Michigan’s Abrupt Policy Change Could Be the End of Sole Benefit Trusts

The Michigan Department of Human Services recently, and suddenly, changed its policy with respect to sole benefit trusts, the trusts that are established for the sole benefit of a spouse of a Medicaid applicant. Prior to this change, a married nursing home resident who was applying for Medicaid could transfer any assets in excess of Medicaid’s limits to a trust for the sole benefit of a spouse living at home and get immediate Medicaid qualification. There was no need to spend down assets on nursing home care and impoverish the spouse living at home. However, with the policy change, DHS will now be treating the assets of these trusts as countable. 

There was no law change that precipitated this change in policy. DHS simply decided to interpret existing law differently. Because the policy change was implemented without notice to the public, it caught many applicants going through the Medicaid qualification process by surprise and will certainly lead to litigation over the resulting unpaid nursing home bills. 

There is a reasonable chance that the new policy will be found by the courts as contrary to existing law. If that happens, sole benefit trusts will once again become a viable means to conserve assets for a healthy spouse.  For the time being, those married couples who are currently facing a long term care admission will want to avoid the use of a sole benefit trust as a means of qualifying for Medicaid benefits.    

Fortunately, there are other planning alternatives. A married couple facing an immediate need for nursing home care can still obtain immediate Medicaid qualification for the ill spouse by properly structuring ownership of their assets and converting some of their assets to Medicaid compliant annuities or promissory notes. This would involve transferring nearly all assets to the healthy spouse (or to a revocable trust established by the healthy spouse) and then having the healthy spouse annuitize the assets or enter into a loan transaction. 
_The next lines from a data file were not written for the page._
//! Command-line surface: `jarm scan <host[:port]>` or `jarm -i <file>`.

use std::path::PathBuf;

use clap::Parser;

#[derive(Debug, Parser)]
#[command(name = "jarm", version, about = "Active TLS fingerprint (JARM) scanner")]
pub struct Cli {
    /// Target as `host` or `host:port` (default port 443).
    #[arg(required_unless_present = "input")]
    pub target: Option<String>,

    /// Read one target (`host` or `host:port`) per line from a file instead.
    #[arg(short = 'i', long = "input", conflicts_with = "target")]
    pub input: Option<PathBuf>,

    /// Write results as CSV to this path.
    #[arg(short = 'o', long = "output")]
    pub output: Option<PathBuf>,

    /// Force IPv4 resolution.
    #[arg(short = '4', conflicts_with = "ipv6")]
    pub ipv4: bool,

    /// Force IPv6 resolution.
    #[arg(short = '6', conflicts_with = "ipv4")]
    pub ipv6: bool,

    /// Maximum simultaneous probes per target.
    #[arg(short = 'c', long = "concurrency", default_value_t = 2)]
    pub concurrency: usize,

    /// Proxy URL (`http://` or `https://`), or the literal `ignore` to
    /// disable the `HTTPS_PROXY` environment fallback.
    #[arg(long = "proxy")]
    pub proxy: Option<String>,

    /// Raw `Proxy-Authorization` header value; overrides credentials
    /// embedded in `--proxy`.
    #[arg(long = "proxy-auth")]
    pub proxy_auth: Option<String>,

    /// Skip certificate verification when connecting to an `https://` proxy.
    #[arg(long = "proxy-insecure")]
    pub proxy_insecure: bool,

    /// Enable debug logging.
    #[arg(short = 'd', long = "debug")]
    pub debug: bool,

    /// Per-probe timeout in seconds.
    #[arg(long = "timeout", default_value_t = 20)]
    pub timeout: u64,

    /// Suppress the per-target `Target:` / `JARM:` stdout lines.
    #[arg(long = "suppress")]
    pub suppress: bool,
}

impl Cli {
    pub fn address_family(&self) -> crate::transport::AddressFamily {
        if self.ipv4 {
            crate::transport::AddressFamily::V4
        } else if self.ipv6 {
            crate::transport::AddressFamily::V6
        } else {
            crate::transport::AddressFamily::Any
        }
    }
}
Annuities and promissory notes must meet specific requirements under DHS rules, so it is important to obtain competent legal counsel before moving forward with such a transaction. It may also be possible in some cases, as an alternative planning measure, to petition the probate court for an order establishing a higher asset limit for the healthy spouse. Which option is best for a particular couple depends on a number of factors, which should be discussed with your estate planning counsel.